Data entries
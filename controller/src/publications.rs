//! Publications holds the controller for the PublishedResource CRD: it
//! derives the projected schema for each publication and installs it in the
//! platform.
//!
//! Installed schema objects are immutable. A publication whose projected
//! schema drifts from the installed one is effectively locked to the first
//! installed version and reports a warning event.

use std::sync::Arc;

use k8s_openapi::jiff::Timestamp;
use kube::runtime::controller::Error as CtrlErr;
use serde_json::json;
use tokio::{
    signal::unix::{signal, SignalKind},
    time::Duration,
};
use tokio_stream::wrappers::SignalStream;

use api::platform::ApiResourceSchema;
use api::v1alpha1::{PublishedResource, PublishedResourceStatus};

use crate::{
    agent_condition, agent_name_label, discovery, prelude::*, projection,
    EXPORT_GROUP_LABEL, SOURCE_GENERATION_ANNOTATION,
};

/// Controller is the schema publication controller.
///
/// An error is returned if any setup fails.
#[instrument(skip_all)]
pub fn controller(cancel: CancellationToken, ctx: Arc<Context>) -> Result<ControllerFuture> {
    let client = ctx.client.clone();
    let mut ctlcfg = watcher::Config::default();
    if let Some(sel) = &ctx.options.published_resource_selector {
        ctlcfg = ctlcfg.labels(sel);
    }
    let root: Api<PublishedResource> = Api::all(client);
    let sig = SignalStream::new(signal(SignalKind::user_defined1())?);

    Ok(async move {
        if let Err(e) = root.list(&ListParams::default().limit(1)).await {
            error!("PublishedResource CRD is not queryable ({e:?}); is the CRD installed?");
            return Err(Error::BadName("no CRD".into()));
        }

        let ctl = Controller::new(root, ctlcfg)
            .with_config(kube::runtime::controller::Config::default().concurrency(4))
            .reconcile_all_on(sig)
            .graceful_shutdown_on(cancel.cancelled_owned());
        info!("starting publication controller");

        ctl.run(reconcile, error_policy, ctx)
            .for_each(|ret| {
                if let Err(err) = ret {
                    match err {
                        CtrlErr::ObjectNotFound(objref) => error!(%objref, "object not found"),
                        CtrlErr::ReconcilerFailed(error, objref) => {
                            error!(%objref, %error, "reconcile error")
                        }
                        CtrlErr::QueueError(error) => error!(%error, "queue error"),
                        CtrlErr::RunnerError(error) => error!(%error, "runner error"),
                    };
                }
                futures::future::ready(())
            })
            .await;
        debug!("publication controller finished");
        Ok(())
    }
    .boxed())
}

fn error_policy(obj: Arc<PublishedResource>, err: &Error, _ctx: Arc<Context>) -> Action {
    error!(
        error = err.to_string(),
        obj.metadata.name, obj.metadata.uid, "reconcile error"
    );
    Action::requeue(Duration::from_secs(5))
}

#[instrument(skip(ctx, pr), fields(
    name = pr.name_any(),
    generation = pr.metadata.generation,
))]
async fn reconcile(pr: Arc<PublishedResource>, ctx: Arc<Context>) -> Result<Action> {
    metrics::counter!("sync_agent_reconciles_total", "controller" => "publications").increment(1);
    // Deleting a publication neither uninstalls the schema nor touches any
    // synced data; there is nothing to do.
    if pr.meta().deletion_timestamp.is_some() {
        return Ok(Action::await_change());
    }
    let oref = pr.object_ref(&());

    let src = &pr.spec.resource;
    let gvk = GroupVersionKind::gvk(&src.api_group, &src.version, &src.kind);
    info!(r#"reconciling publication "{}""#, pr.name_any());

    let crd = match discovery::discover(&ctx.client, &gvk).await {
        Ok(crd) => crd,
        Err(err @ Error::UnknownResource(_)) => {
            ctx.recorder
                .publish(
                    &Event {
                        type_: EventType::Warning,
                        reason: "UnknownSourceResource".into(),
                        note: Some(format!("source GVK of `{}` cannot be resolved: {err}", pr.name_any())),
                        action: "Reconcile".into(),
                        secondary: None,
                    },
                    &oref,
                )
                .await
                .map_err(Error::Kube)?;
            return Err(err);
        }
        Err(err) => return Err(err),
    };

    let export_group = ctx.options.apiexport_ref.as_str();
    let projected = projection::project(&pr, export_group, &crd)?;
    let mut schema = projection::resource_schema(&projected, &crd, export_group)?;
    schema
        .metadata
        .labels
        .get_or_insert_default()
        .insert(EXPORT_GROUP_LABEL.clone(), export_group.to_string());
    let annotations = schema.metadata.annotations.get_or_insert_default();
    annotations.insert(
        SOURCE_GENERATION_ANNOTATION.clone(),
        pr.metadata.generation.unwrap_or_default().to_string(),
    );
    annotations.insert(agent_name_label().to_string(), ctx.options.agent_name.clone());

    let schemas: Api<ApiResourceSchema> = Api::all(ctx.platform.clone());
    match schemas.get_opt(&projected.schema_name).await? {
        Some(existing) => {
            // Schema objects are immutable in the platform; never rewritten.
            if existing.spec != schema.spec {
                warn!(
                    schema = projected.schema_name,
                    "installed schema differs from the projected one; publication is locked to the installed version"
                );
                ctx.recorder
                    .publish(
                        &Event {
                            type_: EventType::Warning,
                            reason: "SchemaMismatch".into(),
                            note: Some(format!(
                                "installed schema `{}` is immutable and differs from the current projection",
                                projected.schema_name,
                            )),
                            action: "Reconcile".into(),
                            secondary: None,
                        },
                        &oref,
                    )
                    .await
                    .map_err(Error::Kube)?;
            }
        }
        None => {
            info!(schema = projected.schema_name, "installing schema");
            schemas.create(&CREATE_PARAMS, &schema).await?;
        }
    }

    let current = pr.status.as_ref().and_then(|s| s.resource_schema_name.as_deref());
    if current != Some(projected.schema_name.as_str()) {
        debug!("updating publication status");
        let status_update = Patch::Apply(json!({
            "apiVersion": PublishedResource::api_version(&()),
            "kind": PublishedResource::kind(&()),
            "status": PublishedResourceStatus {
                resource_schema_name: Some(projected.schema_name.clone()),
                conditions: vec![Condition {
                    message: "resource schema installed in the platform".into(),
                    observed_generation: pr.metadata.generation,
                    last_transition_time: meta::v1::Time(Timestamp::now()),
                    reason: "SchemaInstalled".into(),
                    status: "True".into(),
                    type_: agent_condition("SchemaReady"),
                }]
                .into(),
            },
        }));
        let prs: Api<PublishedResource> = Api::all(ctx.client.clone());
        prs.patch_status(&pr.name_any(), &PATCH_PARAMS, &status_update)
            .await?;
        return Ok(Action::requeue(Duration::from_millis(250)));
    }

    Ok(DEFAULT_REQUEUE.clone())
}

● **TASK STATEMENT**
Without leaving anything out, quote all the data.

● **ANSWER AREA**
filename controller/src/publications.rs
//! Publications holds the controller for the PublishedResource CRD: it
//! derives the projected schema for each publication and installs it in the
//! platform.
//!
//! Installed schema objects are immutable. A publication whose projected
//! schema drifts from the installed one is effectively locked to the first
//! installed version and reports a warning event.

use std::sync::Arc;

use k8s_openapi::jiff::Timestamp;
use kube::runtime::controller::Error as CtrlErr;
use serde_json::json;
use tokio::{
    signal::unix::{signal, SignalKind},
    time::Duration,
};
use tokio_stream::wrappers::SignalStream;

use api::platform::ApiResourceSchema;
use api::v1alpha1::{PublishedResource, PublishedResourceStatus};

use crate::{
    agent_condition, agent_name_label, discovery, prelude::*, projection,
    EXPORT_GROUP_LABEL, SOURCE_GENERATION_ANNOTATION,
};

/// Controller is the schema publication controller.
///
/// An error is returned if any setup fails.
#[instrument(skip_all)]
pub fn controller(cancel: CancellationToken, ctx: Arc<Context>) -> Result<ControllerFuture> {
    let client = ctx.client.clone();
    let mut ctlcfg = watcher::Config::default();
    if let Some(sel) = &ctx.options.published_resource_selector {
        ctlcfg = ctlcfg.labels(sel);
    }
    let root: Api<PublishedResource> = Api::all(client);
    let sig = SignalStream::new(signal(SignalKind::user_defined1())?);

    Ok(async move {
        if let Err(e) = root.list(&ListParams::default().limit(1)).await {
            error!("PublishedResource CRD is not queryable ({e:?}); is the CRD installed?");
            return Err(Error::BadName("no CRD".into()));
        }

        let ctl = Controller::new(root, ctlcfg)
            .with_config(kube::runtime::controller::Config::default().concurrency(4))
            .reconcile_all_on(sig)
            .graceful_shutdown_on(cancel.cancelled_owned());
        info!("starting publication controller");

        ctl.run(reconcile, error_policy, ctx)
            .for_each(|ret| {
                if let Err(err) = ret {
                    match err {
                        CtrlErr::ObjectNotFound(objref) => error!(%objref, "object not found"),
                        CtrlErr::ReconcilerFailed(error, objref) => {
                            error!(%objref, %error, "reconcile error")
                        }
                        CtrlErr::QueueError(error) => error!(%error, "queue error"),
                        CtrlErr::RunnerError(error) => error!(%error, "runner error"),
                    };
                }
                futures::future::ready(())
            })
            .await;
        debug!("publication controller finished");
        Ok(())
    }
    .boxed())
}

fn error_policy(obj: Arc<PublishedResource>, err: &Error, _ctx: Arc<Context>) -> Action {
    error!(
        error = err.to_string(),
        obj.metadata.name, obj.metadata.uid, "reconcile error"
    );
    Action::requeue(Duration::from_secs(5))
}

#[instrument(skip(ctx, pr), fields(
    name = pr.name_any(),
    generation = pr.metadata.generation,
))]
async fn reconcile(pr: Arc<PublishedResource>, ctx: Arc<Context>) -> Result<Action> {
    metrics::counter!("sync_agent_reconciles_total", "controller" => "publications").increment(1);
    // Deleting a publication neither uninstalls the schema nor touches any
    // synced data; there is nothing to do.
    if pr.meta().deletion_timestamp.is_some() {
        return Ok(Action::await_change());
    }
    let oref = pr.object_ref(&());

    let src = &pr.spec.resource;
    let gvk = GroupVersionKind::gvk(&src.api_group, &src.version, &src.kind);
    info!(r#"reconciling publication "{}""#, pr.name_any());

    let crd = match discovery::discover(&ctx.client, &gvk).await {
        Ok(crd) => crd,
        Err(err @ Error::UnknownResource(_)) => {
            ctx.recorder
                .publish(
                    &Event {
                        type_: EventType::Warning,
                        reason: "UnknownSourceResource".into(),
                        note: Some(format!("source GVK of `{}` cannot be resolved: {err}", pr.name_any())),
                        action: "Reconcile".into(),
                        secondary: None,
                    },
                    &oref,
                )
                .await
                .map_err(Error::Kube)?;
            return Err(err);
        }
        Err(err) => return Err(err),
    };

    let export_group = ctx.options.apiexport_ref.as_str();
    let projected = projection::project(&pr, export_group, &crd)?;
    let mut schema = projection::resource_schema(&projected, &crd, export_group)?;
    schema
        .metadata
        .labels
        .get_or_insert_default()
        .insert(EXPORT_GROUP_LABEL.clone(), export_group.to_string());
    let annotations = schema.metadata.annotations.get_or_insert_default();
    annotations.insert(
        SOURCE_GENERATION_ANNOTATION.clone(),
        pr.metadata.generation.unwrap_or_default().to_string(),
    );
    annotations.insert(agent_name_label().to_string(), ctx.options.agent_name.clone());

    let schemas: Api<ApiResourceSchema> = Api::all(ctx.platform.clone());
    match schemas.get_opt(&projected.schema_name).await? {
        Some(existing) => {
            // Schema objects are immutable in the platform; never rewritten.
            if existing.spec != schema.spec {
                warn!(
                    schema = projected.schema_name,
                    "installed schema differs from the projected one; publication is locked to the installed version"
                );
                ctx.recorder
                    .publish(
                        &Event {
                            type_: EventType::Warning,
                            reason: "SchemaMismatch".into(),
                            note: Some(format!(
                                "installed schema `{}` is immutable and differs from the current projection",
                                projected.schema_name,
                            )),
                            action: "Reconcile".into(),
                            secondary: None,
                        },
                        &oref,
                    )
                    .await
                    .map_err(Error::Kube)?;
            }
        }
        None => {
            info!(schema = projected.schema_name, "installing schema");
            schemas.create(&CREATE_PARAMS, &schema).await?;
        }
    }

    let current = pr.status.as_ref().and_then(|s| s.resource_schema_name.as_deref());
    if current != Some(projected.schema_name.as_str()) {
        debug!("updating publication status");
        let status_update = Patch::Apply(json!({
            "apiVersion": PublishedResource::api_version(&()),
            "kind": PublishedResource::kind(&()),
            "status": PublishedResourceStatus {
                resource_schema_name: Some(projected.schema_name.clone()),
                conditions: vec![Condition {
                    message: "resource schema installed in the platform".into(),
                    observed_generation: pr.metadata.generation,
                    last_transition_time: meta::v1::Time(Timestamp::now()),
                    reason: "SchemaInstalled".into(),
                    status: "True".into(),
                    type_: agent_condition("SchemaReady"),
                }]
                .into(),
            },
        }));
        let prs: Api<PublishedResource> = Api::all(ctx.client.clone());
        prs.patch_status(&pr.name_any(), &PATCH_PARAMS, &status_update)
            .await?;
        return Ok(Action::requeue(Duration::from_millis(250)));
    }

    Ok(DEFAULT_REQUEUE.clone())
}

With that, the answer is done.